By the early 8th century, these titles had lost their original military connotations and become honorific titles. The title of spatharios ranked initially quite high, being awarded for instance by Emperor Justinian II (r. 685–695) to his friend and future emperor Leo III the Isaurian (r. 717–741). It gradually declined, however, and in the Klētorologion of 899, it occupies the seventh-highest place in the hierarchy of ranks for non-eunuchs, above the hypatos and below the spatharokandidatos. According to the Klētorologion, the insignia of the dignity was a gold-hilted sword. At the same time, the term oikeiakos spatharios still designated a bodyguard of the imperial oikos ("household"), as distinct from the basilikoi spatharioi who now were the holders of the honorary dignity.
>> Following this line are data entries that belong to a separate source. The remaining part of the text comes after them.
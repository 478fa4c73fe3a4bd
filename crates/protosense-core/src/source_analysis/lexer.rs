// Copyright 2026 James Casey
// SPDX-License-Identifier: Apache-2.0

//! Lexical analysis for Protocol Buffers source text.
//!
//! This module converts source text into a stream of [`Token`]s. The
//! lexer is hand-written for maximum control over error recovery and
//! position tracking.
//!
//! # Design Principles
//!
//! - **Error recovery**: unknown characters and strings broken by a
//!   newline become [`TokenKind::Error`] tokens; parsing continues
//! - **Fatal only at end of input**: a string or block comment still
//!   open when the input ends makes resynchronization impossible and
//!   aborts tokenization with a [`LexError`]
//! - **Trivia preservation**: comments are attached as leading trivia so
//!   the parser can hang them on the following declaration
//! - **Dual coordinates**: every token carries a byte [`Span`] and a
//!   line/character [`Range`](super::Range)

use std::iter::Peekable;
use std::str::CharIndices;

use ecow::EcoString;

use super::error::LexError;
use super::{Position, Range, Span, Token, TokenKind, Trivia};

/// Tokenizes an entire document, ending with an [`TokenKind::Eof`] token.
///
/// Returns `Err` only for conditions that make resynchronization
/// impossible: an unterminated string literal or block comment running
/// to the end of input.
pub fn tokenize(source: &str) -> Result<Vec<Token>, LexError> {
    let mut lexer = Lexer::new(source);
    let mut tokens = Vec::new();
    loop {
        let token = lexer.lex_token()?;
        let done = token.kind().is_eof();
        tokens.push(token);
        if done {
            return Ok(tokens);
        }
    }
}

/// A lexer that tokenizes Protocol Buffers source text.
///
/// Keywords are contextual in protobuf, so the lexer emits plain
/// [`TokenKind::Identifier`] tokens for all words; the parser matches
/// keyword text where the grammar requires it.
pub struct Lexer<'src> {
    /// The source text being lexed.
    source: &'src str,
    /// Character iterator with byte positions.
    chars: Peekable<CharIndices<'src>>,
    /// Current byte position in source.
    position: usize,
    /// Current line (0-based).
    line: u32,
    /// Current character within the line (0-based, Unicode scalars).
    character: u32,
    /// Pending trivia to attach to the next token.
    pending_trivia: Vec<Trivia>,
}

impl std::fmt::Debug for Lexer<'_> {
    fn fmt(&self, f: &mut std::fmt::Formatter<'_>) -> std::fmt::Result {
        f.debug_struct("Lexer")
            .field("position", &self.position)
            .field("remaining", &self.source.get(self.position..).unwrap_or(""))
            .finish()
    }
}

impl<'src> Lexer<'src> {
    /// Creates a new lexer for the given source text.
    #[must_use]
    pub fn new(source: &'src str) -> Self {
        Self {
            source,
            chars: source.char_indices().peekable(),
            position: 0,
            line: 0,
            character: 0,
            pending_trivia: Vec::new(),
        }
    }

    /// Peeks at the next character without consuming it.
    fn peek_char(&mut self) -> Option<char> {
        self.chars.peek().map(|&(_, c)| c)
    }

    /// Peeks `n+1` characters ahead without consuming.
    fn peek_char_n(&self, n: usize) -> Option<char> {
        let mut iter = self.chars.clone();
        for _ in 0..n {
            iter.next();
        }
        iter.next().map(|(_, c)| c)
    }

    /// Consumes the next character and returns it.
    fn advance(&mut self) -> Option<char> {
        let (pos, c) = self.chars.next()?;
        self.position = pos + c.len_utf8();
        if c == '\n' {
            self.line += 1;
            self.character = 0;
        } else {
            self.character += 1;
        }
        Some(c)
    }

    /// Consumes characters while the predicate is true.
    fn advance_while(&mut self, predicate: impl Fn(char) -> bool) {
        while self.peek_char().is_some_and(&predicate) {
            self.advance();
        }
    }

    /// Returns the current byte position.
    #[expect(
        clippy::cast_possible_truncation,
        reason = "source files over 4GB are not supported"
    )]
    fn byte_position(&self) -> u32 {
        self.position as u32
    }

    /// Returns the current line/character position.
    fn current_position(&self) -> Position {
        Position::new(self.line, self.character)
    }

    /// Creates a byte span from start to current position.
    fn span_from(&self, start: u32) -> Span {
        Span::new(start, self.byte_position())
    }

    /// Extracts source text for a span.
    fn text_for(&self, span: Span) -> &'src str {
        &self.source[span.as_range()]
    }

    /// Skips whitespace and comments, collecting them as trivia.
    ///
    /// A block comment still open at end of input is fatal: the whole
    /// remainder of the document has been swallowed and there is no
    /// boundary to resynchronize at.
    fn skip_trivia(&mut self) -> Result<(), LexError> {
        loop {
            match self.peek_char() {
                Some(' ' | '\t' | '\r' | '\n') => {
                    let start = self.byte_position();
                    self.advance_while(|c| matches!(c, ' ' | '\t' | '\r' | '\n'));
                    let text = self.text_for(self.span_from(start));
                    self.pending_trivia
                        .push(Trivia::Whitespace(EcoString::from(text)));
                }
                Some('/') if self.peek_char_n(1) == Some('/') => {
                    self.lex_line_comment();
                }
                Some('/') if self.peek_char_n(1) == Some('*') => {
                    self.lex_block_comment()?;
                }
                _ => return Ok(()),
            }
        }
    }

    /// Lexes a line comment: `// ...`
    fn lex_line_comment(&mut self) {
        let start = self.byte_position();
        self.advance(); // /
        self.advance(); // /
        self.advance_while(|c| c != '\n');
        let text = self.text_for(self.span_from(start));
        self.pending_trivia
            .push(Trivia::LineComment(EcoString::from(text)));
    }

    /// Lexes a block comment: `/* ... */`, possibly spanning lines.
    fn lex_block_comment(&mut self) -> Result<(), LexError> {
        let start = self.byte_position();
        self.advance(); // /
        self.advance(); // *

        loop {
            match self.peek_char() {
                None => {
                    return Err(LexError::unterminated_comment(self.span_from(start)));
                }
                Some('*') if self.peek_char_n(1) == Some('/') => {
                    self.advance(); // *
                    self.advance(); // /
                    break;
                }
                _ => {
                    self.advance();
                }
            }
        }

        let text = self.text_for(self.span_from(start));
        self.pending_trivia
            .push(Trivia::BlockComment(EcoString::from(text)));
        Ok(())
    }

    /// Lexes the next token.
    fn lex_token(&mut self) -> Result<Token, LexError> {
        self.skip_trivia()?;
        let leading_trivia = std::mem::take(&mut self.pending_trivia);

        let start = self.byte_position();
        let start_pos = self.current_position();

        let kind = match self.peek_char() {
            None => TokenKind::Eof,
            Some(c) => self.lex_token_kind(c, start)?,
        };

        let span = self.span_from(start);
        let range = Range::new(start_pos, self.current_position());
        Ok(Token::with_trivia(kind, span, range, leading_trivia))
    }

    /// Lexes a token kind based on the first character.
    fn lex_token_kind(&mut self, c: char, start: u32) -> Result<TokenKind, LexError> {
        let kind = match c {
            'a'..='z' | 'A'..='Z' | '_' => self.lex_identifier(),

            '0'..='9' => self.lex_number(),

            // A dot directly followed by a digit is a float like `.5`;
            // anywhere else it separates name segments.
            '.' => {
                if self.peek_char_n(1).is_some_and(|c| c.is_ascii_digit()) {
                    self.lex_number()
                } else {
                    self.advance();
                    TokenKind::Dot
                }
            }

            '"' | '\'' => self.lex_string(c, start)?,

            '{' => self.single(TokenKind::LeftBrace),
            '}' => self.single(TokenKind::RightBrace),
            '(' => self.single(TokenKind::LeftParen),
            ')' => self.single(TokenKind::RightParen),
            '[' => self.single(TokenKind::LeftBracket),
            ']' => self.single(TokenKind::RightBracket),
            '<' => self.single(TokenKind::LeftAngle),
            '>' => self.single(TokenKind::RightAngle),
            ';' => self.single(TokenKind::Semicolon),
            ',' => self.single(TokenKind::Comma),
            '=' => self.single(TokenKind::Equals),
            '+' => self.single(TokenKind::Plus),
            '-' => self.single(TokenKind::Minus),
            ':' => self.single(TokenKind::Colon),
            '/' => self.single(TokenKind::Slash),

            // Unknown character - error recovery
            _ => {
                self.advance();
                let text = self.text_for(self.span_from(start));
                TokenKind::Error(EcoString::from(text))
            }
        };
        Ok(kind)
    }

    /// Consumes one character and returns the given kind.
    fn single(&mut self, kind: TokenKind) -> TokenKind {
        self.advance();
        kind
    }

    /// Lexes an identifier (or contextual keyword).
    fn lex_identifier(&mut self) -> TokenKind {
        let start = self.byte_position();
        self.advance_while(|c| c.is_ascii_alphanumeric() || c == '_');
        let text = self.text_for(self.span_from(start));
        TokenKind::Identifier(EcoString::from(text))
    }

    /// Lexes an integer or float literal, keeping the raw text.
    ///
    /// Base classification (decimal/hex/octal) happens when the value is
    /// consumed, so `0x5678` and `010` survive here verbatim.
    fn lex_number(&mut self) -> TokenKind {
        let start = self.byte_position();
        let mut is_float = false;

        if self.peek_char() == Some('0')
            && matches!(self.peek_char_n(1), Some('x' | 'X'))
            && self.peek_char_n(2).is_some_and(|c| c.is_ascii_hexdigit())
        {
            self.advance(); // 0
            self.advance(); // x
            self.advance_while(|c| c.is_ascii_hexdigit());
            let text = self.text_for(self.span_from(start));
            return TokenKind::IntLiteral(EcoString::from(text));
        }

        self.advance_while(|c| c.is_ascii_digit());

        if self.peek_char() == Some('.') {
            is_float = true;
            self.advance(); // .
            self.advance_while(|c| c.is_ascii_digit());
        }

        if matches!(self.peek_char(), Some('e' | 'E'))
            && (self.peek_char_n(1).is_some_and(|c| c.is_ascii_digit())
                || (matches!(self.peek_char_n(1), Some('+' | '-'))
                    && self.peek_char_n(2).is_some_and(|c| c.is_ascii_digit())))
        {
            is_float = true;
            self.advance(); // e
            if matches!(self.peek_char(), Some('+' | '-')) {
                self.advance();
            }
            self.advance_while(|c| c.is_ascii_digit());
        }

        let text = self.text_for(self.span_from(start));
        if is_float {
            TokenKind::FloatLiteral(EcoString::from(text))
        } else {
            TokenKind::IntLiteral(EcoString::from(text))
        }
    }

    /// Lexes a string literal delimited by `quote` (either `"` or `'`).
    ///
    /// Escapes are decoded in place. A newline before the closing quote
    /// produces a recoverable [`TokenKind::Error`]; end of input before
    /// the closing quote is fatal.
    fn lex_string(&mut self, quote: char, start: u32) -> Result<TokenKind, LexError> {
        self.advance(); // opening quote
        let mut value = String::new();

        loop {
            match self.peek_char() {
                None => {
                    return Err(LexError::unterminated_string(self.span_from(start)));
                }
                Some('\n') => {
                    // Strings cannot span physical lines; leave the
                    // newline for trivia and recover.
                    let text = self.text_for(self.span_from(start));
                    return Ok(TokenKind::Error(EcoString::from(text)));
                }
                Some(c) if c == quote => {
                    self.advance();
                    return Ok(TokenKind::StringLiteral(EcoString::from(value)));
                }
                Some('\\') => {
                    self.advance();
                    self.lex_escape(&mut value);
                }
                Some(c) => {
                    self.advance();
                    value.push(c);
                }
            }
        }
    }

    /// Decodes one escape sequence after the backslash has been consumed.
    ///
    /// Unknown escapes are preserved verbatim (backslash included) so no
    /// information is lost for diagnostics.
    fn lex_escape(&mut self, value: &mut String) {
        let Some(c) = self.peek_char() else {
            value.push('\\');
            return;
        };
        match c {
            'n' => {
                self.advance();
                value.push('\n');
            }
            'r' => {
                self.advance();
                value.push('\r');
            }
            't' => {
                self.advance();
                value.push('\t');
            }
            '\\' | '\'' | '"' => {
                self.advance();
                value.push(c);
            }
            'x' | 'X' => {
                self.advance();
                let mut code = 0u32;
                let mut digits = 0;
                while digits < 2 {
                    let Some(d) = self.peek_char().and_then(|c| c.to_digit(16)) else {
                        break;
                    };
                    code = code * 16 + d;
                    digits += 1;
                    self.advance();
                }
                if digits == 0 {
                    value.push('\\');
                    value.push(c);
                } else if let Some(decoded) = char::from_u32(code) {
                    value.push(decoded);
                }
            }
            '0'..='7' => {
                let mut code = 0u32;
                let mut digits = 0;
                while digits < 3 {
                    let Some(d) = self.peek_char().and_then(|c| c.to_digit(8)) else {
                        break;
                    };
                    code = code * 8 + d;
                    digits += 1;
                    self.advance();
                }
                if let Some(decoded) = char::from_u32(code) {
                    value.push(decoded);
                }
            }
            _ => {
                self.advance();
                value.push('\\');
                value.push(c);
            }
        }
    }
}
The term ceased to be used in these contexts after circa 1075, and by the time Anna Komnene wrote her Alexiad in the early 12th century, a spatharios was held to be completely insignificant.

==Other occurrences==
- In the Lex Alemannorum (79.7), a spatharius is a swordsmith.
- In medieval Moldavia, the Spătar was the keeper of the royal sword and bludgeon, commander of the cavalry and second-in-command of the army after the voivode.
- Ælfric of Eynsham glosses spatharius as "sword-bearer": "swyrd-bora. Id est, Ensifer."
- In the 12th century, the Milites Ordinis Militaris S. Jacobi de la Spatha, a Portuguese chivalric order, were known as Spatharii.